Viorel ist nach dem plötzlichen Tod seiner Mutter abgefahren – mit ihrer Leiche im Kofferraum, weg aus Essen-Vogelheim, hin in den Wilden Osten Europas. Der dicke, phlegmatische Junge entwickelt plötzlich Energie und Tatendrang, um den letzten Wunsch der Mutter, nämlich in der Heimat begraben zu werden, zu erfüllen.
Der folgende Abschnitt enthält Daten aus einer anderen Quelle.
//! Terminator character detection with O(1) lookup
//!
//! Optimized for hot-path performance with ASCII fast-path.

use std::collections::HashSet;

/// Fast terminator lookup table
#[derive(Debug, Clone)]
pub struct TermTable {
    /// ASCII lookup table for chars 0-127
    ascii_table: [bool; 128],
    /// HashSet for non-ASCII terminators (full-width forms)
    non_ascii: HashSet<char>,
}

impl TermTable {
    /// Create from list of terminator characters
    pub fn new(terminators: &[char]) -> Self {
        let mut ascii_table = [false; 128];
        let mut non_ascii = HashSet::new();

        for &ch in terminators {
            if ch.is_ascii() {
                ascii_table[ch as usize] = true;
            } else {
                non_ascii.insert(ch);
            }
        }

        Self {
            ascii_table,
            non_ascii,
        }
    }

    /// Check if character is a terminator - hot path
    #[inline]
    pub fn is_terminator(&self, ch: char) -> bool {
        if ch.is_ascii() {
            self.ascii_table[ch as usize]
        } else {
            self.non_ascii.contains(&ch)
        }
    }
}

/// Role of a half-width dot in context
#[derive(Debug, Copy, Clone, Eq, PartialEq)]
pub enum DotRole {
    /// Regular sentence-ending period
    Ordinary,
    /// Decimal point (3.14)
    DecimalDot,
    /// Inside a token such as a URL or version number (v1.2, example.com)
    Inline,
}

/// Dot context classifier
#[derive(Debug, Clone, Copy, Default)]
pub struct DotTable;

impl DotTable {
    /// Classify a '.' from its neighbours
    #[inline]
    pub fn classify(&self, prev: Option<char>, next: Option<char>) -> DotRole {
        match (prev, next) {
            (Some(p), Some(n)) if p.is_ascii_digit() && n.is_ascii_digit() => DotRole::DecimalDot,
            (Some(p), Some(n)) if p.is_ascii_alphanumeric() && n.is_ascii_alphanumeric() => {
                DotRole::Inline
            }
            _ => DotRole::Ordinary,
        }
    }
}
Schon zu Beginn des Romans stellt der Autor eine Verbindung her zwischen Bram Stokers „Dracula“ und dem Land, in das Viorel reist: Rumänien.
Gleich vorweg: Es erhöht die Spannung und Lesefreude, wenn man die klassische Dracula-Geschichte kennt.
Viorel hat das Ruhrgebiet nie verlassen, bei Kilometer 279 beginnt die Reiseerzählung, wobei Roadmovie die Stimmung des Textes besser trifft.
Die Reise gestaltet sich schwierig, das Auto ist alt, der Sprit knapp, ebenso das Geld, und der Leichnam ein Risiko. Außerdem besitzt Viorel keinen Führerschein. Dass seine Mutter nicht monatelang, durch Schläuche versorgt, im Krankenhaus dahingesiecht ist, ist ihm ein Trost. Trotzdem ist seine Trauer riesig und er bekämpft das Gefühl – wie alle Gefühle – mit viel Zucker, Kohlehydraten und Fett. Das Thema Essen begleitet Viorel die ganze Reise über, Essen aus Lust, zum Glücklichsein, auf Kommando.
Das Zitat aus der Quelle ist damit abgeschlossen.